Emily le dijo que iría con ella para alumbrarla y salieron de la habitación. Cuando llegaron al final de la gran escalera, Emily pensó que podría ser vista por el conde, y, para evitar el gran salón, Annette la condujo por pasillos privados a una escalera trasera que conducía directamente a las habitaciones de los criados.
Al regresar hacia su habitación, Emily empezó a temer que podría volver a perderse en las intrincadas revueltas del castillo y de nuevo verse sorprendida por algún misterioso espectáculo, y, aunque ya estaba confusa por las numerosas revueltas, temió abrir alguna de las muchas puertas que tenía ante sí. Al detenerse para pensar cuál era el camino, le pareció oír un leve quejido a poca distancia, se detuvo de nuevo, y volvió a oírlo clara y distintamente. A la derecha del pasillo había varias puertas. Avanzó escuchando. Cuando llegó a la segunda, oyó una voz, aparentemente quejumbrosa, que procedía del interior, y continuó a la escucha temerosa de abrir la puerta e incapaz de retirarse. Siguieron unos sollozos convulsivos y después los penetrantes acentos de un alma agonizante. Emily se puso pálida y miró a través de las tinieblas que la rodeaban con temerosa expectación. Los lamentos continuaron, la piedad se fue imponiendo al terror. Era posible que pudiera dar algún consuelo al que sufría, o al menos expresarle sus simpatías, y puso la mano en la puerta. Mientras dudaba, le pareció que conocía aquella voz, aunque estuviera desfigurada por la desesperación. Puso la lámpara en el pasillo y suavemente abrió la puerta. En el interior todo estaba oscuro, excepto en una parte extrema en que había una luz, y entró sin hacer ruido. Antes de entrar del todo, vio a madame Montoni apoyada en su tocador, llorando, y tap4ndose los ojos con un pañuelo. Se detuvo.
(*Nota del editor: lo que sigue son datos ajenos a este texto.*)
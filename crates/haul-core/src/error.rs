use thiserror::Error;

/// Application-wide error types for Haul.
///
/// Each variant is raised at the point where the failure happens, so the
/// classifier can tell failure modes apart without inspecting messages.
#[derive(Error, Debug)]
pub enum AppError {
    /// The request carried no usable item name.
    #[error("Missing item name")]
    MissingItemName,

    /// The requested quantity is negative, infinite, or not a number.
    #[error("Invalid quantity: {0}")]
    InvalidQuantity(String),

    /// The results page explicitly reported that nothing matched.
    #[error("No results for item '{0}'")]
    ItemNotFound(String),

    /// The page loaded but no row matched the extraction heuristics.
    #[error("Parsing error: {0}")]
    ParsingError(String),

    /// Navigation did not settle within the allotted time.
    #[error("Navigation timed out after {0} seconds")]
    Timeout(u64),

    /// Navigation failed (DNS, connection refused, aborted load).
    #[error("Navigation failed: {0}")]
    NavigationError(String),

    /// The rendering engine could not be launched or driven.
    #[error("Browser error: {0}")]
    BrowserError(String),

    /// JSON serialization/deserialization failed.
    #[error("Serialization error: {0}")]
    SerializationError(#[from] serde_json::Error),

    /// Configuration is missing or invalid.
    #[error("Configuration error: {0}")]
    ConfigError(String),
}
Había alguien sentado en una butaca junto al fuego, pero no podía distinguir de quién se trataba. Hablaba de cuando en cuando, en voz baja, y Emily no pudo oír lo que decía, pero le pareció que madame Montoni lloraba con más fuerza al oírle. Estaba tan hundida en su propia desesperación que no advirtió la llegada de Emily, mientras que ésta, aunque ansiosa por saber lo que sucedía y quién era la persona que estaba en el vestidor de su tía a tan altas horas de la noche, renunció a añadir la sorpresa de su entrada a sus sufrimientos o a aprovecharse de la situación escuchando una conversación privada. En consecuencia, retrocedió en silencio, y, tras algunas dificultades, acabó por encontrar su propia habitación, en donde sus preocupaciones le hicieron pasar por alto la sorpresa y la angustia que había sentido por madame Montoni.
Annette regresó sin una información satisfactoria, porque los criados a los que había visto no estaban enterados, o así lo simularon, de las intenciones del conde respecto a su estancia en el castillo. Sólo les interesaba comentar las dificultades del camino que acababan de recorrer y los numerosos peligros de los que habían escapado, así como expresar su asombro de que su señor se hubiera decidido a hacer el viaje en la oscuridad de la noche, ya que las antorchas no les habían servido más que para mostrarles las temibles montañas. Annette, dándose cuenta de que no lograría información alguna, les dejó cuando reclamaban más leña para el fuego y más cena en la mesa.